Edinburgh Festival Fringe

GHOSTS OF THE NEAR FUTURE at Edinburgh Festival Fringe

★★★

 

Ghosts of the Near Future

 

“performance art fans will be intrigued by Ghosts of the Near Future, and won’t be discouraged by the disparate and random elements in this show”

 

Ghosts of the Near Future promises “a show about extinctions, climatic, cultural, civilizational” in this newest offering by performance artists Emma Clark and PJ Stanley, aka emma + pj.
In sixty minutes, the audience in the Demonstration Room at Summerhall is treated to a rather muddled mashup of what is described as magic realism. Ghosts of the Near Future gives the impression of an incomplete encounter with too much popular American culture. The show is entertaining from moment to moment, but it’s a struggle to connect it with the theme of extinction on quite the scale suggested in its promotional material.

Extinction is a big theme in this year’s Edinburgh Fringe Festival, and with good reason. As scientific forecasts about species extinction, climate change, famine and plagues grow ever more disheartening, it’s important that artists tackle such big subjects.

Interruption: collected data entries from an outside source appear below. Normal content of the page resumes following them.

// SPDX-License-Identifier: AGPL-3.0-or-later
//
// Copyright (C) 2026 Relational Network

use axum::{extract::State, http::StatusCode, Json};
use serde::Serialize;
use utoipa::ToSchema;

use crate::state::AppState;

/// Health check response with individual component status.
#[derive(Debug, Serialize, ToSchema)]
pub struct ReadyResponse {
    /// Overall health status ("ok" or "degraded").
    pub status: String,
    /// Individual health checks and their results.
    pub checks: HealthChecks,
}

/// Individual health check results.
#[derive(Debug, Serialize, ToSchema)]
pub struct HealthChecks {
    /// Whether the service process is running.
    pub service: String,
    /// Whether the ledger database answers reads.
    pub ledger_db: String,
}

/// Simple health check response for liveness probes.
#[derive(Debug, Serialize, ToSchema)]
pub struct HealthResponse {
    pub status: String,
}

/// Health check endpoint handler.
///
/// Returns 200 if all checks pass, 503 if any check fails.
#[utoipa::path(
    get,
    path = "/health",
    tag = "Health",
    responses(
        (status = 200, description = "Service is healthy", body = ReadyResponse),
        (status = 503, description = "Service is unhealthy", body = ReadyResponse)
    )
)]
pub async fn health(State(state): State<AppState>) -> (StatusCode, Json<ReadyResponse>) {
    let ledger_ok = state.ledger.health_check().is_ok();

    let response = ReadyResponse {
        status: if ledger_ok { "ok" } else { "degraded" }.to_string(),
        checks: HealthChecks {
            service: "ok".to_string(),
            ledger_db: if ledger_ok { "ok" } else { "unavailable" }.to_string(),
        },
    };

    let status = if ledger_ok {
        StatusCode::OK
    } else {
        StatusCode::SERVICE_UNAVAILABLE
    };

    (status, Json(response))
}

/// Liveness probe handler.
///
/// Always returns 200 if the process is running.
/// Does not check dependencies - use readiness for that.
#[utoipa::path(
    get,
    path = "/health/live",
    tag = "Health",
    responses(
        (status = 200, description = "Service is alive", body = HealthResponse)
    )
)]
pub async fn liveness() -> Json<HealthResponse> {
    Json(HealthResponse {
        status: "ok".to_string(),
    })
}

/// Readiness probe handler.
///
/// Returns 200 only if all dependencies are available.
/// Use for Kubernetes readiness probes.
#[utoipa::path(
    get,
    path = "/health/ready",
    tag = "Health",
    responses(
        (status = 200, description = "Service is ready", body = ReadyResponse),
        (status = 503, description = "Service is not ready", body = ReadyResponse)
    )
)]
pub async fn readiness(state: State<AppState>) -> (StatusCode, Json<ReadyResponse>) {
    health(state).await
}
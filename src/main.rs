// SPDX-License-Identifier: AGPL-3.0-or-later
//
// Copyright (C) 2026 Relational Network

use std::{env, net::SocketAddr, path::Path};

use tracing_subscriber::EnvFilter;

use postback_gateway::api::router;
use postback_gateway::config::{PostbackConfig, DATA_DIR_ENV, DEFAULT_DATA_DIR, LEDGER_DB_FILE};
use postback_gateway::money;
use postback_gateway::state::AppState;
use postback_gateway::storage::{LedgerAccount, LedgerDb};

#[tokio::main]
async fn main() {
    init_tracing();

    let config = PostbackConfig::from_env();
    config.log_startup_report();

    // Open the embedded ledger database (created on first start)
    let data_dir = env::var(DATA_DIR_ENV).unwrap_or_else(|_| DEFAULT_DATA_DIR.to_string());
    let db_path = Path::new(&data_dir).join(LEDGER_DB_FILE);
    let ledger = LedgerDb::open(&db_path).expect("Failed to open ledger database");

    seed_dev_account(&ledger);

    let state = AppState::new(ledger, config);
    let app = router(state);

    // Parse bind address
    let host = env::var("HOST").unwrap_or_else(|_| "0.0.0.0".to_string());
    let port: u16 = env::var("PORT")
        .unwrap_or_else(|_| "8080".to_string())
        .parse()
        .unwrap_or(8080);

    let addr: SocketAddr = format!("{host}:{port}")
        .parse()
        .expect("Failed to parse bind address");

    let listener = tokio::net::TcpListener::bind(addr)
        .await
        .expect("Failed to bind server address");

    tracing::info!(
        addr = %addr,
        db = %db_path.display(),
        "postback gateway listening (docs at /docs)"
    );

    axum::serve(
        listener,
        app.into_make_service_with_connect_info::<SocketAddr>(),
    )
    .with_graceful_shutdown(shutdown_signal())
    .await
    .expect("HTTP server failed");
}

/// Initialize tracing per `LOG_FORMAT` (`json` or `pretty`) and `RUST_LOG`.
fn init_tracing() {
    let filter = EnvFilter::try_from_default_env()
        .unwrap_or_else(|_| EnvFilter::new("info,tower_http=debug"));

    let format = env::var("LOG_FORMAT").unwrap_or_else(|_| "pretty".to_string());
    if format.eq_ignore_ascii_case("json") {
        tracing_subscriber::fmt()
            .with_env_filter(filter)
            .json()
            .init();
    } else {
        tracing_subscriber::fmt().with_env_filter(filter).init();
    }
}

/// Create the `SEED_USER_ID` ledger account if it does not exist yet.
/// Development convenience; postback processing never creates accounts.
fn seed_dev_account(ledger: &LedgerDb) {
    let Ok(user_id) = env::var("SEED_USER_ID") else {
        return;
    };
    let user_id = user_id.trim().to_string();
    if user_id.is_empty() {
        return;
    }

    match ledger.get_account(&user_id) {
        Ok(Some(_)) => {}
        Ok(None) => {
            let balance_cents = env::var("SEED_USER_BALANCE")
                .ok()
                .and_then(|raw| money::normalize(&raw, 0).ok())
                .unwrap_or(0);
            let account = LedgerAccount::new(user_id.clone(), balance_cents);
            if let Err(e) = ledger.upsert_account(&account) {
                tracing::warn!(user_id = %user_id, error = %e, "failed to seed ledger account");
            } else {
                tracing::info!(
                    user_id = %user_id,
                    balance = %money::format_cents(balance_cents),
                    "seeded ledger account"
                );
            }
        }
        Err(e) => {
            tracing::warn!(user_id = %user_id, error = %e, "failed to check for seed account");
        }
    }
}

async fn shutdown_signal() {
    let ctrl_c = async {
        tokio::signal::ctrl_c()
            .await
            .expect("Failed to install Ctrl+C handler");
    };

    #[cfg(unix)]
    let terminate = async {
        tokio::signal::unix::signal(tokio::signal::unix::SignalKind::terminate())
            .expect("Failed to install SIGTERM handler")
            .recv()
            .await;
    };

    #[cfg(not(unix))]
    let terminate = std::future::pending::<()>();

    tokio::select! {
        _ = ctrl_c => {},
        _ = terminate => {},
    }

    tracing::info!("shutdown signal received, draining in-flight postbacks");
}
// SPDX-License-Identifier: AGPL-3.0-or-later
//
// Copyright (C) 2026 Relational Network

use std::sync::Arc;

use crate::config::PostbackConfig;
use crate::storage::{LedgerDb, ReplayCache};

#[derive(Clone)]
pub struct AppState {
    pub ledger: Arc<LedgerDb>,
    pub replay_cache: Arc<ReplayCache>,
    pub config: Arc<PostbackConfig>,
}

impl AppState {
    pub fn new(ledger: LedgerDb, config: PostbackConfig) -> Self {
        let replay_cache = ReplayCache::new(config.replay_cache_capacity, config.replay_cache_ttl);
        Self {
            ledger: Arc::new(ledger),
            replay_cache: Arc::new(replay_cache),
            config: Arc::new(config),
        }
    }
}
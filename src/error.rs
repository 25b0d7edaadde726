// SPDX-License-Identifier: AGPL-3.0-or-later
//
// Copyright (C) 2026 Relational Network

//! Postback response contract.
//!
//! Offer networks parse the literal response body to decide whether to retry
//! a delivery, so the exact strings here are part of the external interface
//! and must not change.

use axum::{
    http::StatusCode,
    response::{IntoResponse, Response},
};

/// Terminal rejection of a postback. Nothing was applied to the ledger.
#[derive(Debug, Clone, Copy, PartialEq, Eq)]
pub enum PostbackRejection {
    /// Required user id or external transaction id is absent.
    MissingUserOrTx,
    /// Amount missing, unparseable, negative, or below the configured minimum.
    InvalidAmount,
    /// Status/event value outside the provider's closed vocabulary.
    InvalidStatus,
    /// Shared-secret parameter did not match.
    InvalidSecret,
    /// Source address not in the provider's allowlist.
    ForbiddenIp,
    /// Recomputed hash did not match the provider-supplied one.
    InvalidHash,
    /// No ledger account exists for the reported user.
    UserNotFound,
    /// Store failure; the transaction was rolled back and the network is
    /// expected to retry.
    ServerError,
}

impl PostbackRejection {
    pub fn status(self) -> StatusCode {
        match self {
            Self::MissingUserOrTx | Self::InvalidAmount | Self::InvalidStatus => {
                StatusCode::BAD_REQUEST
            }
            Self::InvalidSecret | Self::ForbiddenIp | Self::InvalidHash => StatusCode::FORBIDDEN,
            Self::UserNotFound => StatusCode::NOT_FOUND,
            Self::ServerError => StatusCode::INTERNAL_SERVER_ERROR,
        }
    }

    pub fn body(self) -> &'static str {
        match self {
            Self::MissingUserOrTx => "MISSING_USER_OR_TX",
            Self::InvalidAmount => "INVALID_AMOUNT",
            Self::InvalidStatus => "INVALID_STATUS",
            Self::InvalidSecret => "INVALID_SECRET",
            Self::ForbiddenIp => "FORBIDDEN_IP",
            Self::InvalidHash => "INVALID_HASH",
            Self::UserNotFound => "USER_NOT_FOUND",
            Self::ServerError => "SERVER_ERROR",
        }
    }
}

impl IntoResponse for PostbackRejection {
    fn into_response(self) -> Response {
        (self.status(), self.body()).into_response()
    }
}

/// Successful acknowledgement of a postback (HTTP 200 in every case).
#[derive(Debug, Clone, Copy, PartialEq, Eq)]
pub enum PostbackAck {
    /// Credit applied to the user's balance.
    Applied,
    /// Reversal applied (balance debited, floored at zero).
    Reversed,
    /// Duplicate delivery of an already-processed transaction; no-op.
    AlreadyHandled,
    /// Lifecycle event the platform does not act on; acknowledged to stop
    /// the network from retrying.
    IgnoredEvent,
}

impl PostbackAck {
    pub fn body(self) -> &'static str {
        match self {
            Self::Applied => "OK",
            Self::Reversed => "REVERSED",
            Self::AlreadyHandled => "ALREADY_HANDLED",
            Self::IgnoredEvent => "IGNORED_EVENT",
        }
    }
}

impl IntoResponse for PostbackAck {
    fn into_response(self) -> Response {
        (StatusCode::OK, self.body()).into_response()
    }
}

#[cfg(test)]
mod tests {
    use super::*;
    use axum::body::to_bytes;

    #[test]
    fn rejection_status_codes_follow_the_contract() {
        assert_eq!(
            PostbackRejection::MissingUserOrTx.status(),
            StatusCode::BAD_REQUEST
        );
        assert_eq!(
            PostbackRejection::InvalidAmount.status(),
            StatusCode::BAD_REQUEST
        );
        assert_eq!(
            PostbackRejection::InvalidHash.status(),
            StatusCode::FORBIDDEN
        );
        assert_eq!(
            PostbackRejection::UserNotFound.status(),
            StatusCode::NOT_FOUND
        );
        assert_eq!(
            PostbackRejection::ServerError.status(),
            StatusCode::INTERNAL_SERVER_ERROR
        );
    }

    #[tokio::test]
    async fn rejection_body_is_plain_text() {
        let response = PostbackRejection::InvalidSecret.into_response();
        assert_eq!(response.status(), StatusCode::FORBIDDEN);

        let body_bytes = to_bytes(response.into_body(), usize::MAX).await.unwrap();
        assert_eq!(&body_bytes[..], b"INVALID_SECRET");
    }

    #[tokio::test]
    async fn ack_is_always_200() {
        for ack in [
            PostbackAck::Applied,
            PostbackAck::Reversed,
            PostbackAck::AlreadyHandled,
            PostbackAck::IgnoredEvent,
        ] {
            let response = ack.into_response();
            assert_eq!(response.status(), StatusCode::OK);
        }
    }

    #[tokio::test]
    async fn ack_bodies_match_network_dashboards() {
        let response = PostbackAck::Reversed.into_response();
        let body_bytes = to_bytes(response.into_body(), usize::MAX).await.unwrap();
        assert_eq!(&body_bytes[..], b"REVERSED");
    }
}
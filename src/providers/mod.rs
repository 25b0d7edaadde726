// SPDX-License-Identifier: AGPL-3.0-or-later
//
// Copyright (C) 2026 Relational Network

//! Per-network postback adapters.
//!
//! Each offer network reports the same three facts - who earned, which
//! external transaction, how much - under its own query vocabulary and
//! authenticity scheme. The adapters translate those vocabularies onto the
//! shared [`PostbackEvent`] shape; everything downstream (reward
//! calculation, idempotency, the ledger) is provider-agnostic.
//!
//! The provider set is closed: adding a network means adding a variant to
//! [`ProviderKind`] and a module next to the existing three.

pub mod bitlabs;
pub mod cpx;
pub mod timewall;

use std::collections::HashMap;
use std::net::IpAddr;

use serde::{Deserialize, Serialize};
use utoipa::ToSchema;

use crate::config::PostbackConfig;
use crate::error::PostbackRejection;
use crate::storage::JournalKind;

/// The supported offer networks.
#[derive(Debug, Clone, Copy, PartialEq, Eq, Serialize, Deserialize, ToSchema)]
#[serde(rename_all = "lowercase")]
pub enum ProviderKind {
    Cpx,
    BitLabs,
    TimeWall,
}

impl ProviderKind {
    /// Uppercase namespace used to build journal ids.
    pub fn namespace(self) -> &'static str {
        match self {
            Self::Cpx => "CPX",
            Self::BitLabs => "BITLABS",
            Self::TimeWall => "TIMEWALL",
        }
    }

    /// Lowercase name used in logs and routes.
    pub fn as_str(self) -> &'static str {
        match self {
            Self::Cpx => "cpx",
            Self::BitLabs => "bitlabs",
            Self::TimeWall => "timewall",
        }
    }

    /// Build the provider-namespaced idempotency key for an external
    /// transaction id, e.g. `CPX_abc123`.
    pub fn journal_id(self, external_id: &str) -> String {
        format!("{}_{}", self.namespace(), external_id)
    }
}

impl std::fmt::Display for ProviderKind {
    fn fmt(&self, f: &mut std::fmt::Formatter<'_>) -> std::fmt::Result {
        f.write_str(self.as_str())
    }
}

/// The raw inbound request as the adapter sees it.
#[derive(Debug)]
pub struct RawPostback<'a> {
    /// Query parameters, untouched.
    pub params: &'a HashMap<String, String>,
    /// Caller's source address (forwarded-for aware).
    pub remote_ip: IpAddr,
}

/// A postback translated onto the shared internal shape, authenticated and
/// amount-validated, ready for the reward calculator and the ledger.
#[derive(Debug, Clone, PartialEq, Eq)]
pub struct PostbackEvent {
    pub provider: ProviderKind,
    pub user_id: String,
    pub external_id: String,
    /// Provider-namespaced idempotency key.
    pub journal_id: String,
    pub kind: JournalKind,
    pub bonus: bool,
    /// Gross provider-reported amount in USD cents.
    pub gross_cents: i64,
}

/// Adapter verdict: an actionable event, or a lifecycle notification the
/// platform acknowledges without acting on.
#[derive(Debug, Clone, PartialEq, Eq)]
pub enum PostbackDecision {
    Event(PostbackEvent),
    Ignored,
}

/// Run the matching adapter: parse the vocabulary, check authenticity, map
/// the status, and validate the amount.
pub fn evaluate(
    provider: ProviderKind,
    raw: &RawPostback<'_>,
    config: &PostbackConfig,
) -> Result<PostbackDecision, PostbackRejection> {
    match provider {
        ProviderKind::Cpx => cpx::evaluate(raw, config),
        ProviderKind::BitLabs => bitlabs::evaluate(raw, config),
        ProviderKind::TimeWall => timewall::evaluate(raw, config),
    }
}

/// First non-empty value among the given parameter names.
pub(crate) fn first_param<'a>(
    params: &'a HashMap<String, String>,
    names: &[&str],
) -> Option<&'a str> {
    names
        .iter()
        .filter_map(|name| params.get(*name))
        .map(|value| value.trim())
        .find(|value| !value.is_empty())
}

#[cfg(test)]
mod tests {
    use super::*;

    #[test]
    fn journal_ids_are_provider_namespaced() {
        assert_eq!(ProviderKind::Cpx.journal_id("abc123"), "CPX_abc123");
        assert_eq!(ProviderKind::BitLabs.journal_id("t-9"), "BITLABS_t-9");
        assert_eq!(ProviderKind::TimeWall.journal_id("55"), "TIMEWALL_55");
    }

    #[test]
    fn first_param_prefers_earlier_names_and_skips_empties() {
        let mut params = HashMap::new();
        params.insert("subid".to_string(), "42".to_string());
        params.insert("user_id".to_string(), "  ".to_string());
        assert_eq!(first_param(&params, &["user_id", "subid"]), Some("42"));
        assert_eq!(first_param(&params, &["missing"]), None);
    }

    #[test]
    fn provider_kind_serializes_lowercase() {
        assert_eq!(
            serde_json::to_string(&ProviderKind::TimeWall).unwrap(),
            r#""timewall""#
        );
    }
}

Art can illuminate data in ways that science cannot. What’s good about this piece by emma + pj is that, in a series of short scenes, Ghosts of the Near Future takes us out of the depressing reality of the near futures we are all facing, and presents us instead, with a dream of theirs. Spoiler alert: emma + pj’s is not any more cheerful, ultimately, but it’s a lot more fun to look at.

Clichés about the American West abound in Ghosts of the Near Future. Those who have been there can confirm that yes, it’s hot, and yes, it’s empty. If the point of all this is to show that the future of our planet may well look like Nevada, then yes, emma + pj are onto something. But how does the magic realism approach work with this? Why conjure up images of Las Vegas? To remind us that the showbiz glamour of this desert city is just a mirage? Is the point of this connection to make us realize that the achievements of our planet might one day been seen as just a magic trick, a dream? For generations of young people growing up amidst the ruins of the American Dream, I guess that’s true.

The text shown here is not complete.